Requirement
Should a line in the entries below contain "unix", return that line.

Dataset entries
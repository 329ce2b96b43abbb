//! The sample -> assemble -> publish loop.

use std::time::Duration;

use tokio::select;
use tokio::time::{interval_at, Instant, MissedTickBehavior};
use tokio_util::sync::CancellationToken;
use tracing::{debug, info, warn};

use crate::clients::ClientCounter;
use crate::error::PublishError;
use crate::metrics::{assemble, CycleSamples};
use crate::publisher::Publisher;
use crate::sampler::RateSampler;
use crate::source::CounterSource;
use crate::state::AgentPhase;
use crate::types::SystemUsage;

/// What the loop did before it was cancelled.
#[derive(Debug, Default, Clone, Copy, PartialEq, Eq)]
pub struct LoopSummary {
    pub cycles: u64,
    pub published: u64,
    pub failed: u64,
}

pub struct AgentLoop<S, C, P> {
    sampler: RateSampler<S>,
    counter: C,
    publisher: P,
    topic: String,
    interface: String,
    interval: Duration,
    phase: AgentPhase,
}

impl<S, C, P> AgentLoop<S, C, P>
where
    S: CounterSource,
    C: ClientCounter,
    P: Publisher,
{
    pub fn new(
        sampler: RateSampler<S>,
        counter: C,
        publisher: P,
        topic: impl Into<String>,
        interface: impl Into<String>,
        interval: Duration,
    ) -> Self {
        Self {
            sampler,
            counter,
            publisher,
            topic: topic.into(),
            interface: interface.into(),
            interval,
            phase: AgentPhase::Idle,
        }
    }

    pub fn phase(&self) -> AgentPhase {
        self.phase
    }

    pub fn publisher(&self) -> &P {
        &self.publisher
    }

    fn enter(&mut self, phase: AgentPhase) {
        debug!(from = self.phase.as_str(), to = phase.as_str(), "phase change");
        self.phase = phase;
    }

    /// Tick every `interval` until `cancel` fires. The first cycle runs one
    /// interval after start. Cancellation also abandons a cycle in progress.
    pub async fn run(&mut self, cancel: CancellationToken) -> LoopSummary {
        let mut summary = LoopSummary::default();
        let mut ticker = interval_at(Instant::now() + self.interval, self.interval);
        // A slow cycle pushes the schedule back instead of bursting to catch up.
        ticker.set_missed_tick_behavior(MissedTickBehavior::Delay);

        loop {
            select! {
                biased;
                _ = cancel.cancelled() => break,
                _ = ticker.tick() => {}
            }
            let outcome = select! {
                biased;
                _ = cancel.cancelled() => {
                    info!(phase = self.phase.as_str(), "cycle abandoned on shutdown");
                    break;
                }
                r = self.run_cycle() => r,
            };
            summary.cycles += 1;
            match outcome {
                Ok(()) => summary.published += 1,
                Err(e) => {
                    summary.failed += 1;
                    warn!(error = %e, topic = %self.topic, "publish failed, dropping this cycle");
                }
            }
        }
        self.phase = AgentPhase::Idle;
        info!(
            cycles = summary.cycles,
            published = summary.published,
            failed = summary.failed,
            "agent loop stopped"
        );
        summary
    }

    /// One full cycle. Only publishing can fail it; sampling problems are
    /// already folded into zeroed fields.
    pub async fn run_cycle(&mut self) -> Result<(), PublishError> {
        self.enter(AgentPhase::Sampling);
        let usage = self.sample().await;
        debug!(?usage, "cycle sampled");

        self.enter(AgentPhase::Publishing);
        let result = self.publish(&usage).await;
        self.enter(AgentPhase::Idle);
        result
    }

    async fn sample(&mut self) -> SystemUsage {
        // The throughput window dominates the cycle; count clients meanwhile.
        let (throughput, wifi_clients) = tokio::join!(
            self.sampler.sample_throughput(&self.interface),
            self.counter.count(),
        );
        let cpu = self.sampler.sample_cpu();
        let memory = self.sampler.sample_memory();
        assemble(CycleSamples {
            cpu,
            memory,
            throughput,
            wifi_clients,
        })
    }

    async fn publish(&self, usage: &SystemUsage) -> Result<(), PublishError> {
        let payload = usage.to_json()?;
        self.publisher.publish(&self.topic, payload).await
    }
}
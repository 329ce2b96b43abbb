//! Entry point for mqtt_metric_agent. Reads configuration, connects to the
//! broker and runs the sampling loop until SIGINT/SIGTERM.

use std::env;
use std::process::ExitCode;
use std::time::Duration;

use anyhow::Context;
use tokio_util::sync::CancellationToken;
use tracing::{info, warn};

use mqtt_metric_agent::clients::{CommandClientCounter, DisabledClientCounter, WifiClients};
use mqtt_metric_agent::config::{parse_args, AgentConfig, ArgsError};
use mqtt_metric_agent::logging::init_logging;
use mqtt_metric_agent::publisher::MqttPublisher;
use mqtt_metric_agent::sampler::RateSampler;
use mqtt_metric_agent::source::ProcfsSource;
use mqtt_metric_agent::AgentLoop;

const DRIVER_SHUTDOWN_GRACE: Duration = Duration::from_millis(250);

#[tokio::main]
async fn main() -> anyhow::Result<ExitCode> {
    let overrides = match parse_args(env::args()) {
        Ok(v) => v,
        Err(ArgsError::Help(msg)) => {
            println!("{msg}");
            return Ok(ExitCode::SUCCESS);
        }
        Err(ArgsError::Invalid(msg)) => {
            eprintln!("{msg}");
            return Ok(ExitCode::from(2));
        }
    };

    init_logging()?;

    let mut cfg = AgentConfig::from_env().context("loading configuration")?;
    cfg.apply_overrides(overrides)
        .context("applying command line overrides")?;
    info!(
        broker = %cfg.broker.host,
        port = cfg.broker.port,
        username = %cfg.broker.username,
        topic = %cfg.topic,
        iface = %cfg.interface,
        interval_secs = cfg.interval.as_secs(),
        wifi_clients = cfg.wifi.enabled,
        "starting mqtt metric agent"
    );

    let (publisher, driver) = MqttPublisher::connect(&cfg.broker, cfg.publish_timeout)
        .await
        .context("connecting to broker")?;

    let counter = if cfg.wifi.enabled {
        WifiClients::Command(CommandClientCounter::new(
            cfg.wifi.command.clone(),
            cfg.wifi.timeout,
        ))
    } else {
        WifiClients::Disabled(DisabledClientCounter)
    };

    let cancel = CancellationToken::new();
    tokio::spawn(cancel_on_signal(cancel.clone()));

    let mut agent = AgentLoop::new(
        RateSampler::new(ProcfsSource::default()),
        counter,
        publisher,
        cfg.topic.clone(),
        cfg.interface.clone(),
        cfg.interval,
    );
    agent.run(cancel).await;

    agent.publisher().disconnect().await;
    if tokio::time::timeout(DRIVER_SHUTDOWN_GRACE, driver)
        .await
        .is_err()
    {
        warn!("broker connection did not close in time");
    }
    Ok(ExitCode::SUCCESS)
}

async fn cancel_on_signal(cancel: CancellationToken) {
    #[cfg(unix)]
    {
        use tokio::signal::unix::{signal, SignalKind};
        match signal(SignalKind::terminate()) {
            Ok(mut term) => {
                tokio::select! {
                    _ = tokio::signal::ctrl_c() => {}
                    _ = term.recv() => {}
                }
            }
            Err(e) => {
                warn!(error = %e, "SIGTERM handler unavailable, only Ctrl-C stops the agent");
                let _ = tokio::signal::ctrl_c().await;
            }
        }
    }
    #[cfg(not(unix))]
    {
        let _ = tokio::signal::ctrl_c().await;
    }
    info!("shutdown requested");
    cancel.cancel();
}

Task result
    #[cfg(unix)]
        use tokio::signal::unix::{signal, SignalKind};
    #[cfg(not(unix))]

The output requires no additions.